Continuità come strategia
Nel nuovo assetto, il gioco delle parti è chiarissimo. Albesa gestisce l’operativo, mentre Marc Puig si ritaglia il ruolo di “custode” (parola non casuale) dei valori aziendali e regista della strategia di fusioni e acquisizioni. Da una parte l’esecuzione, dall’altra la visione. Ma anche una forma di controllo elegante, dove la famiglia resta presente nei nodi decisionali chiave senza occupare il centro della scena quotidiana. Puig, quindi, non rompe con il proprio passato, lo riorganizza. Albesa non è l’uomo del cambiamento radicale, ma quello dell’evoluzione controllata.

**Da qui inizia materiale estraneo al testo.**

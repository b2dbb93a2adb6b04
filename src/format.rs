//! File format selection and the codecs behind load and persist.
//!
//! Each codec parses a whole document into a flat, string-keyed mapping of
//! [`Value`]s, and serializes such a mapping back out. Top-level keys keep
//! their document casing here; the caller folds them when it fills a layer.

use std::collections::BTreeMap;
use std::fmt;
use std::path::Path;
use std::str::FromStr;

use crate::error::ConfigError;
use crate::layer::Layer;
use crate::value::Value;

/// A supported on-disk configuration format.
#[derive(Debug, Clone, Copy, PartialEq, Eq)]
pub enum Format {
    Toml,
    Yaml,
    Json,
}

impl Format {
    pub fn as_str(&self) -> &'static str {
        match self {
            Format::Toml => "toml",
            Format::Yaml => "yaml",
            Format::Json => "json",
        }
    }
}

impl fmt::Display for Format {
    fn fmt(&self, f: &mut fmt::Formatter<'_>) -> fmt::Result {
        f.write_str(self.as_str())
    }
}

impl FromStr for Format {
    type Err = ConfigError;

    /// Accepts exactly `"toml"`, `"yaml"` or `"json"`.
    fn from_str(s: &str) -> Result<Self, ConfigError> {
        match s {
            "toml" => Ok(Format::Toml),
            "yaml" => Ok(Format::Yaml),
            "json" => Ok(Format::Json),
            other => Err(ConfigError::UnsupportedFormat(other.to_string())),
        }
    }
}

/// Parses the file at `path` fully into a key → value mapping.
///
/// A missing file surfaces as [`ConfigError::FileNotFound`] so callers can
/// branch on it; decode failures carry the path and the codec error.
pub fn read_file(path: &Path, format: Format) -> Result<BTreeMap<String, Value>, ConfigError> {
    let contents = match std::fs::read_to_string(path) {
        Ok(contents) => contents,
        Err(e) if e.kind() == std::io::ErrorKind::NotFound => {
            return Err(ConfigError::FileNotFound(path.to_path_buf()));
        }
        Err(e) => {
            return Err(ConfigError::ReadError {
                path: path.to_path_buf(),
                source: e,
            });
        }
    };

    match format {
        Format::Toml => {
            let table: toml::Table =
                toml::from_str(&contents).map_err(|e| ConfigError::ParseToml {
                    path: path.to_path_buf(),
                    source: e,
                })?;
            Ok(table
                .into_iter()
                .map(|(key, value)| (key, from_toml(value)))
                .collect())
        }
        Format::Yaml => {
            let mapping: serde_yaml::Mapping =
                serde_yaml::from_str(&contents).map_err(|e| ConfigError::ParseYaml {
                    path: path.to_path_buf(),
                    source: e,
                })?;
            Ok(mapping
                .into_iter()
                .filter_map(|(key, value)| {
                    key.as_str().map(|k| (k.to_string(), from_yaml(value)))
                })
                .collect())
        }
        Format::Json => {
            let map: serde_json::Map<String, serde_json::Value> = serde_json::from_str(&contents)
                .map_err(|e| ConfigError::ParseJson {
                    path: path.to_path_buf(),
                    source: e,
                })?;
            Ok(map
                .into_iter()
                .map(|(key, value)| (key, from_json(value)))
                .collect())
        }
    }
}

/// Serializes a layer to `path` as a flat document of original-case key to
/// payload, in the given format.
pub fn write_file(path: &Path, format: Format, layer: &Layer) -> Result<(), ConfigError> {
    let document: BTreeMap<&str, &Value> = layer
        .iter()
        .map(|(_, entry)| (entry.original_key.as_str(), &entry.value))
        .collect();

    let serialized = match format {
        Format::Toml => toml::to_string(&document).map_err(|e| ConfigError::EncodeToml {
            path: path.to_path_buf(),
            source: e,
        })?,
        Format::Yaml => serde_yaml::to_string(&document).map_err(|e| ConfigError::EncodeYaml {
            path: path.to_path_buf(),
            source: e,
        })?,
        Format::Json => {
            serde_json::to_string_pretty(&document).map_err(|e| ConfigError::EncodeJson {
                path: path.to_path_buf(),
                source: e,
            })?
        }
    };

    std::fs::write(path, serialized).map_err(|e| ConfigError::WriteError {
        path: path.to_path_buf(),
        source: e,
    })
}

fn from_toml(value: toml::Value) -> Value {
    match value {
        toml::Value::Boolean(b) => Value::Bool(b),
        toml::Value::Integer(i) => Value::Int(i),
        toml::Value::Float(x) => Value::Float(x),
        toml::Value::String(s) => Value::Str(s),
        // The value union has no datetime arm; keep the literal text.
        toml::Value::Datetime(dt) => Value::Str(dt.to_string()),
        toml::Value::Array(items) => normalize_list(items.into_iter().map(from_toml).collect()),
        toml::Value::Table(table) => Value::Map(
            table
                .into_iter()
                .map(|(k, v)| (k, from_toml(v)))
                .collect(),
        ),
    }
}

fn from_yaml(value: serde_yaml::Value) -> Value {
    match value {
        serde_yaml::Value::Null => Value::Nil,
        serde_yaml::Value::Bool(b) => Value::Bool(b),
        serde_yaml::Value::Number(n) => match n.as_i64() {
            Some(i) => Value::Int(i),
            None => Value::Float(n.as_f64().unwrap_or(0.0)),
        },
        serde_yaml::Value::String(s) => Value::Str(s),
        serde_yaml::Value::Sequence(items) => {
            normalize_list(items.into_iter().map(from_yaml).collect())
        }
        serde_yaml::Value::Mapping(mapping) => Value::Map(
            mapping
                .into_iter()
                .filter_map(|(k, v)| k.as_str().map(|k| (k.to_string(), from_yaml(v))))
                .collect(),
        ),
        serde_yaml::Value::Tagged(tagged) => from_yaml(tagged.value),
    }
}

fn from_json(value: serde_json::Value) -> Value {
    match value {
        serde_json::Value::Null => Value::Nil,
        serde_json::Value::Bool(b) => Value::Bool(b),
        serde_json::Value::Number(n) => match n.as_i64() {
            Some(i) => Value::Int(i),
            None => Value::Float(n.as_f64().unwrap_or(0.0)),
        },
        serde_json::Value::String(s) => Value::Str(s),
        serde_json::Value::Array(items) => {
            normalize_list(items.into_iter().map(from_json).collect())
        }
        serde_json::Value::Object(map) => Value::Map(
            map.into_iter().map(|(k, v)| (k, from_json(v))).collect(),
        ),
    }
}

/// Fits a document array into the value union's homogeneous list shapes.
///
/// An all-integer array becomes an integer list and an all-string array a
/// string list. Anything else is kept as a string list of each element's
/// textual rendering, since the union has no heterogeneous list shape.
fn normalize_list(items: Vec<Value>) -> Value {
    let mut ints = Vec::with_capacity(items.len());
    for item in &items {
        if let Value::Int(i) = item {
            ints.push(*i);
        }
    }
    if ints.len() == items.len() {
        return Value::IntList(ints);
    }

    let mut strings = Vec::with_capacity(items.len());
    for item in &items {
        if let Value::Str(s) = item {
            strings.push(s.clone());
        }
    }
    if strings.len() == items.len() {
        return Value::StrList(strings);
    }

    Value::StrList(items.iter().map(crate::coerce::to_string).collect())
}

#[cfg(test)]
mod tests {
    use super::*;
    use std::io::Write;
    use tempfile::NamedTempFile;

    #[test]
    fn test_format_from_str() {
        assert_eq!("toml".parse::<Format>().unwrap(), Format::Toml);
        assert_eq!("yaml".parse::<Format>().unwrap(), Format::Yaml);
        assert_eq!("json".parse::<Format>().unwrap(), Format::Json);
        assert!(matches!(
            "ini".parse::<Format>(),
            Err(ConfigError::UnsupportedFormat(s)) if s == "ini"
        ));
    }

    #[test]
    fn test_read_missing_file_is_distinguished() {
        let result = read_file(Path::new("/nonexistent/config.toml"), Format::Toml);
        assert!(matches!(result, Err(ConfigError::FileNotFound(_))));
    }

    #[test]
    fn test_read_toml_document() {
        let mut file = NamedTempFile::new().unwrap();
        writeln!(file, "port = 8080").unwrap();
        writeln!(file, "debug = true").unwrap();
        writeln!(file, "rate = 0.5").unwrap();
        writeln!(file, "name = \"app\"").unwrap();

        let doc = read_file(file.path(), Format::Toml).unwrap();
        assert_eq!(doc["port"], Value::Int(8080));
        assert_eq!(doc["debug"], Value::Bool(true));
        assert_eq!(doc["rate"], Value::Float(0.5));
        assert_eq!(doc["name"], Value::Str("app".into()));
    }

    #[test]
    fn test_read_yaml_lists_and_maps() {
        let mut file = NamedTempFile::new().unwrap();
        write!(
            file,
            "ints: [1, 2, 3]\nstrings: [a, b]\nmixed: [1, \"4\"]\nnested:\n  a: 1\n  b: other\n"
        )
        .unwrap();

        let doc = read_file(file.path(), Format::Yaml).unwrap();
        assert_eq!(doc["ints"], Value::IntList(vec![1, 2, 3]));
        assert_eq!(
            doc["strings"],
            Value::StrList(vec!["a".into(), "b".into()])
        );
        // Mixed arrays degrade to their textual renderings.
        assert_eq!(doc["mixed"], Value::StrList(vec!["1".into(), "4".into()]));
        match &doc["nested"] {
            Value::Map(map) => {
                assert_eq!(map["a"], Value::Int(1));
                assert_eq!(map["b"], Value::Str("other".into()));
            }
            other => panic!("expected map, got {other:?}"),
        }
    }

    #[test]
    fn test_read_json_integers_stay_integers() {
        let mut file = NamedTempFile::new().unwrap();
        write!(file, "{{\"port\": 8080, \"rate\": 0.5, \"off\": null}}").unwrap();

        let doc = read_file(file.path(), Format::Json).unwrap();
        assert_eq!(doc["port"], Value::Int(8080));
        assert_eq!(doc["rate"], Value::Float(0.5));
        assert_eq!(doc["off"], Value::Nil);
    }

    #[test]
    fn test_read_malformed_document() {
        let mut file = NamedTempFile::new().unwrap();
        write!(file, "not: [valid").unwrap();
        assert!(matches!(
            read_file(file.path(), Format::Yaml),
            Err(ConfigError::ParseYaml { .. })
        ));
    }

    #[test]
    fn test_write_preserves_original_casing() {
        let mut layer = Layer::new();
        layer.insert("ServerPort", Value::Int(8080));
        layer.insert("debug", Value::Bool(true));

        let file = NamedTempFile::new().unwrap();
        write_file(file.path(), Format::Json, &layer).unwrap();

        let doc = read_file(file.path(), Format::Json).unwrap();
        assert_eq!(doc["ServerPort"], Value::Int(8080));
        assert_eq!(doc["debug"], Value::Bool(true));
    }
}
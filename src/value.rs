//! Dynamically-typed configuration values.

use std::collections::BTreeMap;
use std::fmt;
use std::time::Duration;

use serde::ser::{Serialize, SerializeMap, SerializeSeq, Serializer};

/// A dynamically-typed configuration payload.
///
/// This is a closed union over every concrete type a layer can store. Values
/// keep the exact type their source produced (file codec, environment string
/// or programmatic caller); conversion only happens when a typed getter asks
/// for a different shape (see [`crate::coerce`]).
#[derive(Debug, Clone, PartialEq)]
pub enum Value {
    Bool(bool),
    Int(i64),
    Float(f64),
    Str(String),
    Duration(Duration),
    StrList(Vec<String>),
    IntList(Vec<i64>),
    Map(BTreeMap<String, Value>),
    /// An explicit null from a source document.
    Nil,
}

/// A single stored entry: the key as originally written plus its payload.
///
/// Layers index entries by lower-cased key; the original casing is kept here
/// so persisted documents round-trip with the casing the source used.
#[derive(Debug, Clone, PartialEq)]
pub struct Entry {
    pub original_key: String,
    pub value: Value,
}

impl Entry {
    pub fn new(original_key: impl Into<String>, value: Value) -> Self {
        Self {
            original_key: original_key.into(),
            value,
        }
    }
}

impl fmt::Display for Value {
    /// The default textual representation used by string coercion.
    ///
    /// This is a human-readable rendering, not a serialization format.
    fn fmt(&self, f: &mut fmt::Formatter<'_>) -> fmt::Result {
        match self {
            Value::Bool(b) => write!(f, "{b}"),
            Value::Int(i) => write!(f, "{i}"),
            Value::Float(x) => write!(f, "{x}"),
            Value::Str(s) => f.write_str(s),
            Value::Duration(d) => f.write_str(&format_duration(*d)),
            Value::StrList(items) => {
                f.write_str("[")?;
                for (i, item) in items.iter().enumerate() {
                    if i > 0 {
                        f.write_str(" ")?;
                    }
                    f.write_str(item)?;
                }
                f.write_str("]")
            }
            Value::IntList(items) => {
                f.write_str("[")?;
                for (i, item) in items.iter().enumerate() {
                    if i > 0 {
                        f.write_str(" ")?;
                    }
                    write!(f, "{item}")?;
                }
                f.write_str("]")
            }
            Value::Map(map) => {
                f.write_str("map[")?;
                for (i, (k, v)) in map.iter().enumerate() {
                    if i > 0 {
                        f.write_str(" ")?;
                    }
                    write!(f, "{k}:{v}")?;
                }
                f.write_str("]")
            }
            Value::Nil => Ok(()),
        }
    }
}

/// Formats a duration in compact unit notation: `5ns`, `1.5ms`, `1h30m5s`.
///
/// The counterpart of the parsing grammar in [`crate::coerce::parse_duration`].
pub fn format_duration(d: Duration) -> String {
    let nanos = d.as_nanos();
    if nanos == 0 {
        return "0s".to_string();
    }
    if nanos < 1_000 {
        return format!("{nanos}ns");
    }
    if nanos < 1_000_000 {
        return format_scaled(nanos, 1_000, "µs");
    }
    if nanos < 1_000_000_000 {
        return format_scaled(nanos, 1_000_000, "ms");
    }

    let total_secs = nanos / 1_000_000_000;
    let frac_nanos = (nanos % 1_000_000_000) as u64;
    let hours = total_secs / 3600;
    let mins = (total_secs % 3600) / 60;
    let secs = total_secs % 60;

    let mut out = String::new();
    if hours > 0 {
        out.push_str(&format!("{hours}h"));
    }
    if mins > 0 || hours > 0 {
        out.push_str(&format!("{mins}m"));
    }
    if frac_nanos == 0 {
        out.push_str(&format!("{secs}s"));
    } else {
        let mut frac = format!("{frac_nanos:09}");
        while frac.ends_with('0') {
            frac.pop();
        }
        out.push_str(&format!("{secs}.{frac}s"));
    }
    out
}

/// Renders `value / scale` with the fractional part trimmed of trailing zeros.
fn format_scaled(value: u128, scale: u128, unit: &str) -> String {
    let whole = value / scale;
    let rem = value % scale;
    if rem == 0 {
        return format!("{whole}{unit}");
    }
    let width = scale.ilog10() as usize;
    let mut frac = format!("{rem:0width$}");
    while frac.ends_with('0') {
        frac.pop();
    }
    format!("{whole}.{frac}{unit}")
}

impl Serialize for Value {
    fn serialize<S: Serializer>(&self, serializer: S) -> Result<S::Ok, S::Error> {
        match self {
            Value::Bool(b) => serializer.serialize_bool(*b),
            Value::Int(i) => serializer.serialize_i64(*i),
            Value::Float(x) => serializer.serialize_f64(*x),
            Value::Str(s) => serializer.serialize_str(s),
            // Durations persist as a nanosecond count, which the numeric
            // duration coercion reads back on load.
            Value::Duration(d) => {
                serializer.serialize_i64(i64::try_from(d.as_nanos()).unwrap_or(i64::MAX))
            }
            Value::StrList(items) => {
                let mut seq = serializer.serialize_seq(Some(items.len()))?;
                for item in items {
                    seq.serialize_element(item)?;
                }
                seq.end()
            }
            Value::IntList(items) => {
                let mut seq = serializer.serialize_seq(Some(items.len()))?;
                for item in items {
                    seq.serialize_element(item)?;
                }
                seq.end()
            }
            Value::Map(map) => {
                let mut m = serializer.serialize_map(Some(map.len()))?;
                for (k, v) in map {
                    m.serialize_entry(k, v)?;
                }
                m.end()
            }
            Value::Nil => serializer.serialize_unit(),
        }
    }
}

impl From<bool> for Value {
    fn from(b: bool) -> Self {
        Value::Bool(b)
    }
}

impl From<i64> for Value {
    fn from(i: i64) -> Self {
        Value::Int(i)
    }
}

impl From<i32> for Value {
    fn from(i: i32) -> Self {
        Value::Int(i64::from(i))
    }
}

impl From<u16> for Value {
    fn from(i: u16) -> Self {
        Value::Int(i64::from(i))
    }
}

impl From<f64> for Value {
    fn from(x: f64) -> Self {
        Value::Float(x)
    }
}

impl From<f32> for Value {
    fn from(x: f32) -> Self {
        Value::Float(f64::from(x))
    }
}

impl From<&str> for Value {
    fn from(s: &str) -> Self {
        Value::Str(s.to_string())
    }
}

impl From<String> for Value {
    fn from(s: String) -> Self {
        Value::Str(s)
    }
}

impl From<Duration> for Value {
    fn from(d: Duration) -> Self {
        Value::Duration(d)
    }
}

impl From<Vec<String>> for Value {
    fn from(items: Vec<String>) -> Self {
        Value::StrList(items)
    }
}

impl From<Vec<&str>> for Value {
    fn from(items: Vec<&str>) -> Self {
        Value::StrList(items.into_iter().map(str::to_string).collect())
    }
}

impl From<Vec<i64>> for Value {
    fn from(items: Vec<i64>) -> Self {
        Value::IntList(items)
    }
}

impl From<BTreeMap<String, Value>> for Value {
    fn from(map: BTreeMap<String, Value>) -> Self {
        Value::Map(map)
    }
}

È chiamato a dimostrare che un gruppo può diventare sempre più globale senza perdere riconoscibilità, sempre più grande senza perdere precisione. Nel lessico del lusso, questa è la sfida definitiva. Non semplicemente crescere, ma crescere restando coerenti. Non espandersi, ma farlo senza disperdersi. E in questo equilibrio sottile, tra disciplina e intuizione, si gioca il futuro di Puig. Un futuro che, almeno per ora, ha il volto misurato di José Manuel Albesa e l’ombra lunga, ancora ben presente, di Marc Puig.